In [10]:
import numpy as np

# Feed forward

## Data Matrices

For the fully connected feed forward neural network, we have multiple important matrices to keep track of. Let's first define the data matrices for the undefined supervised learning problem that our network will be training on. 

$$X = \begin{bmatrix}
    x_{1,1} & \cdots & x_{1,m} \\
    \vdots & \ddots & \vdots \\
    x_{n_x,1} & \cdots & x_{n_x,m}
\end{bmatrix}$$

Here, $n_x$ is the number of features in the input dataset. $m$ is the number of training examples we will feed into the network. So $X$ can be thought of a collection of column vectors where each one represents a datapoint.

$\underline{Y}$ is defined similarly, where this is the matrix that contains the labels for the training data. 

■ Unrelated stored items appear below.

// CLI module - command-line argument parsing and handlers
//
// Without a subcommand the chat screen starts. Subcommands:
// - config --show/--path/--reset: inspect or regenerate the config file
// - seed: load the demo clients into the configured database
// - ask: one question for one client, reply streamed to stdout

use crate::chat::{ChatCommand, ChatHandle, ChatSnapshot};
use crate::config::{Config, VERSION};
use crate::model::MessageKind;
use anyhow::{bail, Context, Result};
use clap::{Parser, Subcommand};
use std::io::Write;
use tokio::sync::watch;

/// Luma Chat - ask about a client's insurance policies
#[derive(Parser)]
#[command(name = "luma-chat")]
#[command(version = VERSION)]
#[command(about = "AI chat over a client's insurance policies", long_about = None)]
pub struct Cli {
    /// Use an in-memory database with demo clients
    #[arg(long, global = true)]
    pub demo: bool,

    #[command(subcommand)]
    pub command: Option<Commands>,
}

#[derive(Subcommand)]
pub enum Commands {
    /// Manage configuration
    Config {
        /// Show effective configuration
        #[arg(long)]
        show: bool,

        /// Reset config file to defaults
        #[arg(long)]
        reset: bool,

        /// Show config file path
        #[arg(long)]
        path: bool,
    },

    /// Insert demo clients, policies and conversations into the database
    Seed,

    /// Ask one question about a client and print the reply
    Ask {
        /// Client id
        #[arg(long)]
        client: String,

        /// The question
        question: String,
    },
}

pub fn handle_config(show: bool, reset: bool, path: bool) {
    if path {
        handle_config_path();
    } else if show {
        handle_config_show();
    } else if reset {
        handle_config_reset();
    } else {
        // No flag provided, show help
        println!("Usage: luma-chat config [--show|--reset|--path]");
        println!();
        println!("Options:");
        println!("  --show    Display effective configuration");
        println!("  --reset   Reset config file to defaults");
        println!("  --path    Show config file path");
    }
}

fn handle_config_path() {
    match Config::config_path() {
        Some(path) => println!("{}", path.display()),
        None => {
            eprintln!("Error: Could not determine config path");
            std::process::exit(1);
        }
    }
}

fn handle_config_show() {
    let config = Config::from_env();

    println!("# Effective configuration (env > file > defaults)");
    println!();
    println!("db_path = {:?}", config.db_path.display().to_string());
    println!("theme = {:?}", config.theme);
    println!("demo_mode = {}", config.demo_mode);
    println!();
    println!("[operator]");
    println!("id = {:?}", config.operator.id);
    println!("role = {:?}", config.operator.role.as_str());
    if let Some(office) = &config.operator.office_id {
        println!("office_id = {:?}", office);
    }
    println!();
    println!("[assistant]");
    println!("provider = {:?}", config.assistant.provider.as_str());
    println!("api_base = {:?}", config.assistant.api_base);
    println!("model = {:?}", config.assistant.model);
    println!(
        "api_key = {}",
        if config.assistant.api_key.is_some() {
            "\"(set)\""
        } else {
            "\"(unset)\""
        }
    );
    println!("timeout_secs = {}", config.assistant.timeout_secs);
    println!("max_history = {}", config.assistant.max_history);
    println!();
    println!("[ui]");
    println!("composer_min_lines = {}", config.ui.composer_min_lines);
    println!("composer_max_lines = {}", config.ui.composer_max_lines);
    println!("toast_secs = {}", config.ui.toast_secs);
    println!("tick_ms = {}", config.ui.tick_ms);
    println!();
    println!("[logging]");
    println!("level = {:?}", config.logging.level);
    println!("file_enabled = {}", config.logging.file_enabled);
    println!(
        "file_dir = {:?}",
        config.logging.file_dir.display().to_string()
    );
    println!("file_rotation = {:?}", config.logging.file_rotation.as_str());
    println!("file_prefix = {:?}", config.logging.file_prefix);

    // Show source info
    println!();
    if let Some(path) = Config::config_path() {
        if path.exists() {
            println!("# Source: {}", path.display());
        } else {
            println!("# Source: defaults (no config file)");
        }
    }
}

fn handle_config_reset() {
    let Some(path) = Config::config_path() else {
        eprintln!("Error: Could not determine config path");
        std::process::exit(1);
    };

    // Confirm if file exists
    if path.exists() {
        eprint!(
            "Config file exists at {}. Overwrite? [y/N] ",
            path.display()
        );
        let _ = std::io::stderr().flush();

        let mut input = String::new();
        if std::io::stdin().read_line(&mut input).is_err()
            || !input.trim().eq_ignore_ascii_case("y")
        {
            println!("Aborted.");
            return;
        }
    }

    if let Some(parent) = path.parent() {
        if let Err(e) = std::fs::create_dir_all(parent) {
            eprintln!("Error creating directory: {}", e);
            std::process::exit(1);
        }
    }

    // Write the default config (using Config's single source of truth)
    if let Err(e) = std::fs::write(&path, Config::default().to_toml()) {
        eprintln!("Error writing config: {}", e);
        std::process::exit(1);
    }

    println!("Config reset to defaults: {}", path.display());
}

/// Ask one question through the chat service, streaming the reply to stdout
///
/// Uses the same path as the chat screen: select the client, then send
/// without a conversation so one is created from the question.
pub async fn ask(handle: &ChatHandle, client_id: &str, question: &str) -> Result<()> {
    let mut snapshots = handle.subscribe();

    // Reloading publishes a loading state first, so the wait below cannot
    // pass on the empty initial snapshot
    handle.execute(ChatCommand::ReloadClients).await?;
    wait_until_loaded(&mut snapshots).await?;

    handle.change_user(client_id).await?;
    wait_until_loaded(&mut snapshots).await?;

    handle.send_message(question).await?;

    let mut stdout = std::io::stdout();
    let mut printed = 0;
    loop {
        snapshots
            .changed()
            .await
            .context("chat service stopped during the reply")?;
        let snapshot = snapshots.borrow_and_update().clone();

        if let Some(reply) = current_reply(&snapshot) {
            if reply.len() > printed && reply.is_char_boundary(printed) {
                write!(stdout, "{}", &reply[printed..])?;
                stdout.flush()?;
                printed = reply.len();
            }
        }

        if !snapshot.is_streaming() {
            writeln!(stdout)?;
            if snapshot.failed_message().is_some() {
                bail!(
                    "{}",
                    snapshot
                        .last_error
                        .clone()
                        .unwrap_or_else(|| "the reply failed".to_string())
                );
            }
            if let Some(tokens) = snapshot.messages.last().and_then(|m| m.tokens) {
                eprintln!("({} tokens)", tokens);
            }
            return Ok(());
        }
    }
}

async fn wait_until_loaded(snapshots: &mut watch::Receiver<ChatSnapshot>) -> Result<()> {
    let snapshot = snapshots
        .wait_for(|s| !s.is_loading)
        .await
        .context("chat service stopped while loading")?;
    if let Some(error) = &snapshot.last_error {
        bail!("{}", error);
    }
    Ok(())
}

/// Text of the AI message after the newest user message, if any
fn current_reply(snapshot: &ChatSnapshot) -> Option<&str> {
    let last_user = snapshot.messages.iter().rposition(|m| m.is_user())?;
    snapshot.messages[last_user + 1..]
        .iter()
        .find(|m| m.kind == MessageKind::Ai)
        .map(|m| m.content.as_str())
}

$$\underline{Y} = \begin{bmatrix}
    y_1 & \cdots & y_i \cdots & y_m
\end{bmatrix}$$

$y_i$ is intentionally left ambiguous here, as it will vary depending on the problem. If it is regression or binary classification, it will be a number, if it is multiclass classification, it will be a vector.

In [12]:
# For now, invent meaningless data that is already normalised for development.
X = np.random.randn(10, 1000) # 100 features, 1000 examples
Y = np.random.randint(2, size=(1,1000)) # the training labels for binary classification for 1000 examples
nx = X.shape[0]
m = X.shape[1]
ny = Y.shape[0]
print("The number of features are ", nx)
print("The number of training examples are ", m)

The number of features are  10
The number of training examples are  1000


## Layer Matrices

### Layer 1

The transformations of the data at each layer are defined by a weight and a bias matrix. These define the sum of linear regressions that are happening at each layer in each neuron in the network. 

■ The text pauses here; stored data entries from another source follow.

impl App {
    pub fn new(snapshot: ChatSnapshot, theme: Theme, log_buffer: LogBuffer, ui: UiConfig) -> Self {
        let seen_errors = snapshot.error_count;
        Self {
            snapshot,
            focus: Focus::default(),
            sidebar_open: false,
            width: 0,
            search: String::new(),
            composer: Composer::new(),
            thread_scroll: ScrollState::new(),
            client_cursor: 0,
            conversation_cursor: 0,
            toast: None,
            theme,
            log_buffer,
            ui,
            frame: 0,
            should_quit: false,
            outbox: Vec::new(),
            seen_errors,
            seen_thread: (None, 0),
        }
    }

    // ─────────────────────────────────────────────────────────────────────
    // Layout
    // ─────────────────────────────────────────────────────────────────────

    pub fn sidebar_is_overlay(&self) -> bool {
        layout::sidebar_is_overlay(self.width)
    }

    pub fn sidebar_visible(&self) -> bool {
        !self.sidebar_is_overlay() || self.sidebar_open
    }

    /// Record the terminal width; focus leaves a sidebar that just hid
    pub fn set_width(&mut self, width: u16) {
        self.width = width;
        if !self.sidebar_visible() && self.focus.in_sidebar() {
            self.focus = Focus::Composer;
        }
    }

    fn close_overlay(&mut self) {
        if self.sidebar_is_overlay() {
            self.sidebar_open = false;
            if self.focus.in_sidebar() {
                self.focus = Focus::Composer;
            }
        }
    }

    // ─────────────────────────────────────────────────────────────────────
    // Snapshots and timers
    // ─────────────────────────────────────────────────────────────────────

    /// Adopt a new snapshot: toast new errors, follow a changed thread
    pub fn apply_snapshot(&mut self, snapshot: ChatSnapshot) {
        if snapshot.error_count > self.seen_errors {
            if let Some(error) = &snapshot.last_error {
                self.show_toast(error.clone());
            }
            self.seen_errors = snapshot.error_count;
        }

        let thread = (
            snapshot.current_conversation.as_ref().map(|c| c.id.clone()),
            snapshot.messages.len(),
        );
        if thread != self.seen_thread {
            self.thread_scroll.scroll_to_bottom();
            self.seen_thread = thread;
        }

        if snapshot.selected_user_id != self.snapshot.selected_user_id {
            if let Some(idx) = snapshot
                .selected_user_id
                .as_deref()
                .and_then(|id| snapshot.available_users.iter().position(|c| c.id == id))
            {
                self.client_cursor = idx;
            }
            self.conversation_cursor = 0;
        }

        self.snapshot = snapshot;
        self.clamp_cursors();
    }

    fn clamp_cursors(&mut self) {
        let clients = self.snapshot.available_users.len();
        self.client_cursor = self.client_cursor.min(clients.saturating_sub(1));
        let conversations = self.visible_conversations().len();
        self.conversation_cursor = self.conversation_cursor.min(conversations.saturating_sub(1));
    }

    pub fn tick(&mut self) {
        self.frame = self.frame.wrapping_add(1);
        if self.toast.as_ref().is_some_and(|t| t.is_expired()) {
            self.toast = None;
        }
    }

    pub fn show_toast(&mut self, message: impl Into<String>) {
        self.toast = Some(Toast::new(
            message,
            Duration::from_secs(self.ui.toast_secs),
        ));
    }

    /// "·", "··", "···" cycling with the tick
    pub fn typing_dots(&self) -> String {
        "·".repeat(self.frame % 3 + 1)
    }

    /// Conversations matching the sidebar search
    pub fn visible_conversations(&self) -> Vec<&Conversation> {
        self.snapshot.filtered_conversations(&self.search)
    }

    /// Drain commands queued by input handling
    pub fn take_commands(&mut self) -> Vec<ChatCommand> {
        std::mem::take(&mut self.outbox)
    }

    // ─────────────────────────────────────────────────────────────────────
    // Input
    // ─────────────────────────────────────────────────────────────────────

    /// Apply an action: global shortcuts first, then the focused pane
    pub fn handle_action(&mut self, action: Action) {
        match action {
            Action::Quit => self.should_quit = true,
            Action::ToggleSidebar => {
                if self.sidebar_is_overlay() {
                    self.sidebar_open = !self.sidebar_open;
                    self.focus = if self.sidebar_open {
                        Focus::Clients
                    } else {
                        Focus::Composer
                    };
                }
            }
            Action::NewConversation => {
                self.outbox.push(ChatCommand::NewConversation);
                self.close_overlay();
                self.focus = Focus::Composer;
            }
            Action::Retry => self.outbox.push(ChatCommand::RetryFailed),
            Action::FocusNext => self.cycle_focus(1),
            Action::FocusPrev => self.cycle_focus(-1),
            Action::Escape => self.escape(),
            _ => match self.focus {
                Focus::Clients => self.clients_action(action),
                Focus::Search => self.search_action(action),
                Focus::Conversations => self.conversations_action(action),
                Focus::Thread => self.thread_action(action),
                Focus::Composer => self.composer_action(action),
            },
        }
    }

    fn cycle_focus(&mut self, step: isize) {
        let order: Vec<Focus> = Focus::ORDER
            .into_iter()
            .filter(|f| self.sidebar_visible() || !f.in_sidebar())
            .collect();
        let len = order.len() as isize;
        let current = order.iter().position(|f| *f == self.focus).unwrap_or(0) as isize;
        self.focus = order[(current + step).rem_euclid(len) as usize];
    }

    fn escape(&mut self) {
        if self.focus == Focus::Search && !self.search.is_empty() {
            self.search.clear();
            self.conversation_cursor = 0;
        } else if self.sidebar_is_overlay() && self.sidebar_open {
            self.close_overlay();
        } else if self.toast.is_some() || self.snapshot.last_error.is_some() {
            self.toast = None;
            self.outbox.push(ChatCommand::DismissError);
        }
    }

    fn clients_action(&mut self, action: Action) {
        let count = self.snapshot.available_users.len();
        match action {
            Action::Up => self.client_cursor = self.client_cursor.saturating_sub(1),
            Action::Down if self.client_cursor + 1 < count => self.client_cursor += 1,
            Action::Home => self.client_cursor = 0,
            Action::End => self.client_cursor = count.saturating_sub(1),
            Action::Confirm => {
                if let Some(client) = self.snapshot.available_users.get(self.client_cursor) {
                    self.outbox.push(ChatCommand::ChangeUser(client.id.clone()));
                    self.conversation_cursor = 0;
                    if self.sidebar_is_overlay() {
                        self.close_overlay();
                    } else {
                        self.focus = Focus::Conversations;
                    }
                }
            }
            _ => {}
        }
    }

    fn search_action(&mut self, action: Action) {
        match action {
            Action::Insert(c) => {
                self.search.push(c);
                self.conversation_cursor = 0;
            }
            Action::Backspace => {
                self.search.pop();
                self.conversation_cursor = 0;
            }
            Action::Down | Action::Confirm => self.focus = Focus::Conversations,
            Action::Up => self.focus = Focus::Clients,
            _ => {}
        }
    }

    fn conversations_action(&mut self, action: Action) {
        let count = self.visible_conversations().len();
        match action {
            Action::Up if self.conversation_cursor == 0 => self.focus = Focus::Search,
            Action::Up => self.conversation_cursor -= 1,
            Action::Down if self.conversation_cursor + 1 < count => self.conversation_cursor += 1,
            Action::Home => self.conversation_cursor = 0,
            Action::End => self.conversation_cursor = count.saturating_sub(1),
            Action::Confirm => {
                let picked = self
                    .visible_conversations()
                    .get(self.conversation_cursor)
                    .map(|c| c.id.clone());
                if let Some(id) = picked {
                    self.outbox.push(ChatCommand::SelectConversation(id));
                    self.close_overlay();
                    self.focus = Focus::Composer;
                }
            }
            _ => {}
        }
    }

    fn thread_action(&mut self, action: Action) {
        match action {
            Action::Up => self.thread_scroll.scroll_up(),
            Action::Down => self.thread_scroll.scroll_down(),
            Action::PageUp => self.thread_scroll.page_up(),
            Action::PageDown => self.thread_scroll.page_down(),
            Action::Home => self.thread_scroll.scroll_to_top(),
            Action::End => self.thread_scroll.scroll_to_bottom(),
            Action::Confirm | Action::Insert(_) => {
                self.focus = Focus::Composer;
                self.composer_action(action);
            }
            _ => {}
        }
    }

    fn composer_action(&mut self, action: Action) {
        match action {
            Action::Confirm => self.submit(),
            Action::InsertNewline => self.composer.newline(),
            Action::Insert(c) => self.composer.insert(c),
            Action::Backspace => self.composer.backspace(),
            Action::Delete => self.composer.delete(),
            Action::Left => self.composer.move_left(),
            Action::Right => self.composer.move_right(),
            Action::Home => self.composer.home(),
            Action::End => self.composer.end(),
            Action::Up => self.thread_scroll.scroll_up(),
            Action::Down => self.thread_scroll.scroll_down(),
            Action::PageUp => self.thread_scroll.page_up(),
            Action::PageDown => self.thread_scroll.page_down(),
            _ => {}
        }
    }

    /// Send the draft if the chat can take it
    ///
    /// While a reply streams the composer is disabled and Enter does
    /// nothing; the draft is kept.
    fn submit(&mut self) {
        if self.composer.is_blank() {
            return;
        }
        if self.snapshot.selected_user_id.is_none() {
            self.show_toast(ChatError::NoClientSelected.to_string());
            return;
        }
        if self.snapshot.can_send(self.composer.text()) {
            let text = self.composer.take();
            self.outbox.push(ChatCommand::SendMessage(text));
        }
    }
}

For the first hidden layer, the feature matrix $X$ undergoes the linear transformation 

$$Z^{[1]} = W^{[1]}X + B^{[1]}$$

where $W^{[1]}X$ is the weight matrix of the first layer of dimension $(n_{h}^{[1]}, n_x)$ where $n_{h}^{[1]}$ is the number of neurons in the first hidden layer. This ensures that the product $W^{[1]}X$ has the dimension $(n_{h}^{[1]}, m)$, effectively propagating the training samples through the network. 

$B^{[1]}$ is actually a column vector of dimension $(n_{h}^{[1]}, 1)$ that is broadcast to have the dimension $(n_{h}^{[1]}, m)$ to make the calculations easier. 

A non-linear activation function $g^{[1]}(Z^{[1]})$ is applied to the linear transformation $Z^{[1]}$ to give the output of the first layer, 

$$A^{[1]} = g^{[1]}(Z^{[1]}) = g^{[1]}(W^{[1]}X + B^{[1]})$$

$g^{[1]}$ is usually the ReLU function for hidden layers. 

### All Layers

In general, the output of any layer $l$ within the neural network is given by 

$$A^{[l]} = g^{[l]}(Z^{[l]}) = g^{[l]}(W^{[l]}A^{[l-1]} + B^{[1]})$$

where $A^{[l]}$ is of shape $(n_h^{[l]}, m)$ and $W^{[l]}$ is of shape $(n_h^{[l]}, n_h^{[l-1]})$. 

$ l \in [0, L]$ where $l=0$ corresponds to the input layer and $l=L$ is the ouput layer where $A^{[L]} = \hat{Y}$ which are the predictions of the network for the labels $Y$.

When initialising, $B$ can be $0$, but the weight matrices $W$ must not be set to $0$ to ensure that there is symmetry breaking and the network can learn. 

In [23]:
# Let us imagine a 4 hidden layer neural network
layer_dims = [nx, 5, 4, 3, ny]
L = len(layer_dims) - 1

# Initialise the weights and biases, storing in a parameters dictionary
parameters = {}
for l in range (1, L+1):
    parameters[f"W{l}"] = np.random.randn(layer_dims[l], layer_dims[l-1]) * 0.01
    parameters[f"B{l}"] = np.zeros((layer_dims[l], m))

In [24]:
# Build the needed activation functions
def relu(Z):
    return np.maximum(0, Z)

def sigmoid(Z):
    return 1 / (1 + np.exp(-Z))

In [32]:
# Now calculate the activations - forward propagation through the network
A_prev = X
# All layers but the last use relu
for l in range(1, L):
    Z = np.dot(parameters[f"W{l}"], A_prev) + parameters[f"B{l}"]
    A = relu(Z)
    A_prev = A

# Do final layer with sigmoid 
Z = np.dot(parameters[f"W{L}"], A_prev) + parameters[f"B{L}"]
A = sigmoid(Z)